1. Pour progresser en qualité du management, il faut une méthode d’observation rigoureuse de ses effets
Le premier résultat de cinquante années de recherches-interventions socio-économiques est d’avoir élaboré une méthode adaptée d’observation des effets du management sur les managés. Or, les effets du management sur les managés restent pour la plupart cachés des systèmes d’information comptable et financière. Pour l’illustrer, revenons à quelques définitions de base. « Management » vient du vieux mot français « ménager » qui signifie prendre soin d’un être vivant pour qu’il survive et se développe au mieux. Appliquée à l’être humain dans l’action collective organisée, cette définition d’origine est juste. Le management n’est donc pas une boîte à outils de solutions universelles mais un phénomène dynamique visant à s’occuper au mieux des membres d’une organisation pour qu’ils et elles survivent et se développent. « S’occuper au mieux » signifiant la recherche négociée d’équilibration[3] entre la satisfaction sociale des managés et leurs performances économiques. La performance socio-économique ou performance durable devient ainsi le critère central du management. Elle désigne une performance sociale compatible avec la performance économique et réciproquement.

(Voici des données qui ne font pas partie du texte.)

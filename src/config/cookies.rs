//! Persisted cookie set applied to every page fetch.
//!
//! The store is a TOML file of `[[cookie]]` entries, each holding the URL the
//! cookie was issued for and the raw `Set-Cookie` value. `onebot cookies login`
//! fills it by posting login forms.

use anyhow::{Context, Result};
use reqwest::cookie::Jar;
use reqwest::header::SET_COOKIE;
use serde::{Deserialize, Serialize};
use std::collections::BTreeMap;
use std::fs;
use std::path::Path;
use std::time::Duration;
use tracing::{info, warn};
use url::Url;

/// Login form fields per site URL, as read from `sites.json`.
pub type LoginSites = BTreeMap<String, BTreeMap<String, String>>;

#[derive(Debug, Clone, Default, PartialEq, Eq, Serialize, Deserialize)]
pub struct CookieStore {
    #[serde(default, rename = "cookie")]
    pub cookies: Vec<StoredCookie>,
}

#[derive(Debug, Clone, PartialEq, Eq, Serialize, Deserialize)]
pub struct StoredCookie {
    pub url: String,
    pub value: String,
}

impl CookieStore {
    pub fn load(path: &Path) -> Result<Self> {
        let contents = fs::read_to_string(path)
            .with_context(|| format!("Failed to read cookie file {}", path.display()))?;
        toml::from_str(&contents).context("Failed to parse cookie file")
    }

    pub fn save(&self, path: &Path) -> Result<()> {
        let toml_str = toml::to_string_pretty(self).context("Failed to serialize cookies")?;
        fs::write(path, toml_str)
            .with_context(|| format!("Failed to write cookie file {}", path.display()))?;
        Ok(())
    }

    pub fn is_empty(&self) -> bool {
        self.cookies.is_empty()
    }

    /// Fresh jar seeded with every stored cookie; entries with an unparsable
    /// URL are dropped.
    pub fn jar(&self) -> Jar {
        let jar = Jar::default();
        for cookie in &self.cookies {
            match Url::parse(&cookie.url) {
                Ok(url) => jar.add_cookie_str(&cookie.value, &url),
                Err(e) => warn!(url = %cookie.url, error = %e, "skipping cookie with bad url"),
            }
        }
        jar
    }
}

pub fn load_sites(path: &Path) -> Result<LoginSites> {
    let contents = fs::read_to_string(path)
        .with_context(|| format!("Failed to read sites file {}", path.display()))?;
    serde_json::from_str(&contents).context("Failed to parse sites file")
}

/// Post each site's login form and collect the cookies it hands out.
///
/// Redirects are not followed so cookies set on a login redirect are kept.
pub async fn login(
    sites: &LoginSites,
    user_agent: &str,
    timeout: Duration,
) -> Result<CookieStore> {
    let client = reqwest::Client::builder()
        .user_agent(user_agent)
        .timeout(timeout)
        .redirect(reqwest::redirect::Policy::none())
        .build()
        .context("build login client")?;

    let mut store = CookieStore::default();
    for (site, form) in sites {
        let url = Url::parse(site).with_context(|| format!("invalid site url {site}"))?;
        let response = match client.post(url).form(form).send().await {
            Ok(response) => response,
            Err(e) => {
                warn!(url = %site, error = %e, "login request failed");
                continue;
            }
        };
        let status = response.status();
        if !(status.is_success() || status.is_redirection()) {
            warn!(url = %site, %status, "login rejected");
            continue;
        }
        let before = store.cookies.len();
        for value in response.headers().get_all(SET_COOKIE) {
            if let Ok(value) = value.to_str() {
                store.cookies.push(StoredCookie {
                    url: site.clone(),
                    value: value.to_owned(),
                });
            }
        }
        info!(url = %site, cookies = store.cookies.len() - before, "logged in");
    }
    Ok(store)
}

Nombre de managers et d’experts en management évoluent dans l’obscurité
Or les systèmes d’information comptable ne permettent pas d’éclairer, ou très imparfaitement, les performances socio-économiques du management parce qu’ils n’ont pas été conçus pour cela. Par exemple, les coûts de conditions de travail défaillantes qui engendrent de l’absentéisme (d’où de la non production) et/ou des défauts de qualité des produits et des services (d’où des surtemps et des surconsommations de régulation) sont cachés par ces systèmes d’information au moment où ils surviennent. Symétriquement, des performances permises par des actions d’amélioration des conditions de travail qui réduiraient l’absentéisme au travail et les défauts de qualité des produits et des services seraient également cachées.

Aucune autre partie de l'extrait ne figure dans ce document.